Adrieth n'est pourtant pas une femme dépourvue d'intelligence. Et elle fait de merveilleux dessins, merci Adrieth.

Je reviens à mon propos.

Cette étrange sensation que l'intelligence universelle se réduit dans chaque tête dès qu'on passe la porte d'entrée de l'hôpital.

Personne n’est visé en particulier, mais c’est un fait.

Ça se ressent physiologiquement. Ça se ressent au niveau de l’épiderme. C’est comme passer d’un micro-climat à l’autre. Tout le monde ressent le passage instantané de l’air chaud à l’air froid, l’été, quand il fait chaud dehors et qu’on rentre dans un établissement climatisé. Tout le monde ressent la pression qui change dans l’ascenseur d’un gratte-ciel ou sur une route en montagne.

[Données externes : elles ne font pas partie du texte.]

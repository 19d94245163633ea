//! mv-scout main entry point
//!
//! This is the command-line interface for the mv-scout market-value crawler.

use anyhow::Context;
use clap::Parser;
use mv_scout::config::{load_config_with_hash, validate, Config};
use mv_scout::crawler::{crawl, page_url};
use mv_scout::output::{dataset_statistics, print_statistics, Dataset};
use std::path::{Path, PathBuf};
use tracing_subscriber::EnvFilter;

/// mv-scout: a market-value ranking crawler
///
/// mv-scout walks the pages of a football market-value ranking, extracts one
/// record per ranked player, and writes the records as a JSON dataset.
#[derive(Parser, Debug)]
#[command(name = "mv-scout")]
#[command(version = "1.0.0")]
#[command(about = "A market-value ranking crawler", long_about = None)]
struct Cli {
    /// Path to TOML configuration file (built-in defaults when omitted)
    #[arg(short, long, value_name = "CONFIG")]
    config: Option<PathBuf>,

    /// First page index to crawl
    #[arg(long, value_name = "N")]
    first_page: Option<u32>,

    /// Last page index to crawl (inclusive)
    #[arg(long, value_name = "N")]
    last_page: Option<u32>,

    /// Number of pages fetched concurrently
    #[arg(long, value_name = "N")]
    concurrency: Option<u32>,

    /// Dataset output path
    #[arg(short, long, value_name = "PATH")]
    output: Option<String>,

    /// Per-request timeout in seconds
    #[arg(long, value_name = "SECS")]
    timeout: Option<u64>,

    /// Retries per page for transient failures
    #[arg(long, value_name = "N")]
    retries: Option<u32>,

    /// Increase logging verbosity (-v, -vv, -vvv)
    #[arg(short, long, action = clap::ArgAction::Count)]
    verbose: u8,

    /// Suppress non-error output
    #[arg(short, long, conflicts_with = "verbose")]
    quiet: bool,

    /// Validate config and show what would be crawled without actually crawling
    #[arg(long, conflicts_with_all = ["stats", "lookup"])]
    dry_run: bool,

    /// Show statistics from the existing dataset and exit
    #[arg(long, conflicts_with_all = ["dry_run", "lookup"])]
    stats: bool,

    /// Look up one player in the existing dataset and exit
    #[arg(long, value_name = "NAME", conflicts_with_all = ["dry_run", "stats"])]
    lookup: Option<String>,
}

impl Cli {
    /// Applies command-line overrides on top of the loaded configuration
    fn apply_overrides(&self, config: &mut Config) {
        if let Some(first) = self.first_page {
            config.crawler.first_page = first;
        }
        if let Some(last) = self.last_page {
            config.crawler.last_page = last;
        }
        if let Some(concurrency) = self.concurrency {
            config.crawler.max_concurrent_pages = concurrency;
        }
        if let Some(output) = &self.output {
            config.output.path = output.clone();
        }
        if let Some(timeout) = self.timeout {
            config.crawler.request_timeout_secs = timeout;
        }
        if let Some(retries) = self.retries {
            config.crawler.max_retries = retries;
        }
    }
}

#[tokio::main]
async fn main() -> anyhow::Result<()> {
    let cli = Cli::parse();

    // Setup logging based on verbosity
    setup_logging(cli.verbose, cli.quiet);

    let mut config = match &cli.config {
        Some(path) => {
            tracing::info!("Loading configuration from: {}", path.display());
            let (config, hash) = load_config_with_hash(path)
                .with_context(|| format!("Failed to load configuration {}", path.display()))?;
            tracing::info!("Configuration loaded successfully (hash: {})", hash);
            config
        }
        None => {
            tracing::debug!("No configuration file given, using defaults");
            Config::default()
        }
    };

    // Overrides go on before validation so a flag can repair a file value
    cli.apply_overrides(&mut config);
    validate(&config).context("Invalid configuration")?;

    // Handle different modes
    if cli.dry_run {
        handle_dry_run(&config)?;
    } else if cli.stats {
        handle_stats(&config)?;
    } else if let Some(name) = &cli.lookup {
        handle_lookup(&config, name)?;
    } else {
        handle_crawl(&config).await?;
    }

    Ok(())
}

/// Sets up the logging/tracing subscriber based on verbosity level
fn setup_logging(verbose: u8, quiet: bool) {
    let filter = if quiet {
        // Only show errors
        EnvFilter::new("error")
    } else {
        match verbose {
            0 => EnvFilter::new("mv_scout=info,warn"),
            1 => EnvFilter::new("mv_scout=debug,info"),
            2 => EnvFilter::new("mv_scout=trace,debug"),
            _ => EnvFilter::new("trace"),
        }
    };

    tracing_subscriber::fmt()
        .with_env_filter(filter)
        .with_target(false)
        .with_thread_ids(false)
        .with_file(false)
        .init();
}

/// Handles the --dry-run mode: validates config and shows what would be crawled
fn handle_dry_run(config: &Config) -> anyhow::Result<()> {
    println!("=== mv-scout Dry Run ===\n");

    let crawler = &config.crawler;
    println!("Crawler Configuration:");
    println!("  Base URL: {}", crawler.base_url);
    println!(
        "  Pages: {}..={} ({} pages)",
        crawler.first_page,
        crawler.last_page,
        crawler.page_count()
    );
    println!("  Max concurrent pages: {}", crawler.max_concurrent_pages);
    println!("  Request timeout: {}s", crawler.request_timeout_secs);
    println!(
        "  Retries: {} (delay {}ms)",
        crawler.max_retries, crawler.retry_delay_ms
    );

    println!("\nUser Agent:");
    println!("  {}", config.user_agent.value);

    println!("\nOutput:");
    println!("  Dataset: {}", config.output.path);

    println!("\nFirst and last URLs:");
    println!("  {}", page_url(&crawler.base_url, crawler.first_page)?);
    println!("  {}", page_url(&crawler.base_url, crawler.last_page)?);

    println!("\n✓ Configuration is valid");
    println!("✓ Would crawl {} pages", crawler.page_count());

    Ok(())
}

/// Handles the --stats mode: shows statistics from the existing dataset
fn handle_stats(config: &Config) -> anyhow::Result<()> {
    println!("Dataset: {}\n", config.output.path);

    let dataset = Dataset::load(Path::new(&config.output.path))?;
    print_statistics(&dataset_statistics(dataset.records()));

    Ok(())
}

/// Handles the --lookup mode: prints one player's record as JSON
fn handle_lookup(config: &Config, name: &str) -> anyhow::Result<()> {
    let dataset = Dataset::load(Path::new(&config.output.path))?;

    match dataset.find_player(name) {
        Some(record) => {
            println!("{}", serde_json::to_string_pretty(record)?);
            Ok(())
        }
        None => anyhow::bail!(
            "No player named '{}' in {} ({} records)",
            name,
            config.output.path,
            dataset.len()
        ),
    }
}

/// Handles the main crawl operation
async fn handle_crawl(config: &Config) -> anyhow::Result<()> {
    let stop = async {
        if tokio::signal::ctrl_c().await.is_ok() {
            tracing::warn!("Interrupted, stopping crawl and saving gathered records");
        } else {
            // No signal handler available; never stop early
            std::future::pending::<()>().await;
        }
    };

    match crawl(config, stop).await {
        Ok(report) => {
            tracing::info!(
                "Crawl started {} completed: {} records from {}/{} pages ({:.1}% success) in {:.1}s",
                report.started_at.format("%Y-%m-%d %H:%M:%S UTC"),
                report.records.len(),
                report.pages_succeeded,
                report.pages_total,
                report.success_rate(),
                report.elapsed.as_secs_f64()
            );
            if !report.failures.is_empty() {
                tracing::warn!("Skipped pages: {:?}", report.failed_pages());
            }
            Ok(())
        }
        Err(e) => {
            tracing::error!("Crawl failed: {}", e);
            Err(e.into())
        }
    }
}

Je n’avais mis les pieds que de très rares fois dans un hôpital. Toujours pour aller voir quelqu’un, jamais pour moi. J’ai une vie extraordinaire, j’ai une santé à toute épreuve. J’en suis consciente chaque jour de ma vie, chaque heure quand je suis branchée sur les actualités qui décrivent l’enfer du milieu hospitalier.

Hier, il a fallu que j’y aille pour trois fois rien, une minuscule correction au laser pour arranger un début de myopie.

L’aventure a commencé vers huit heures du matin. Comment dois-je m’habiller pour aller là? Qu’est-ce qu’ils vont me faire? Vont-ils m’obliger à mettre une jaquette? Vont-ils me confisquer mon téléphone cellulaire? Vont-ils m’appeler moi aussi par le nom de ma mère?

Qu’est-ce qu’il faut que j’apporte? Qu’est-ce qu’ils m’ont dit, déjà, qu’il ne fallait pas que j’oublie? Où ai-je mis ces papiers, je les avais rangés dans un endroit sûr, mais ça fait si longtemps.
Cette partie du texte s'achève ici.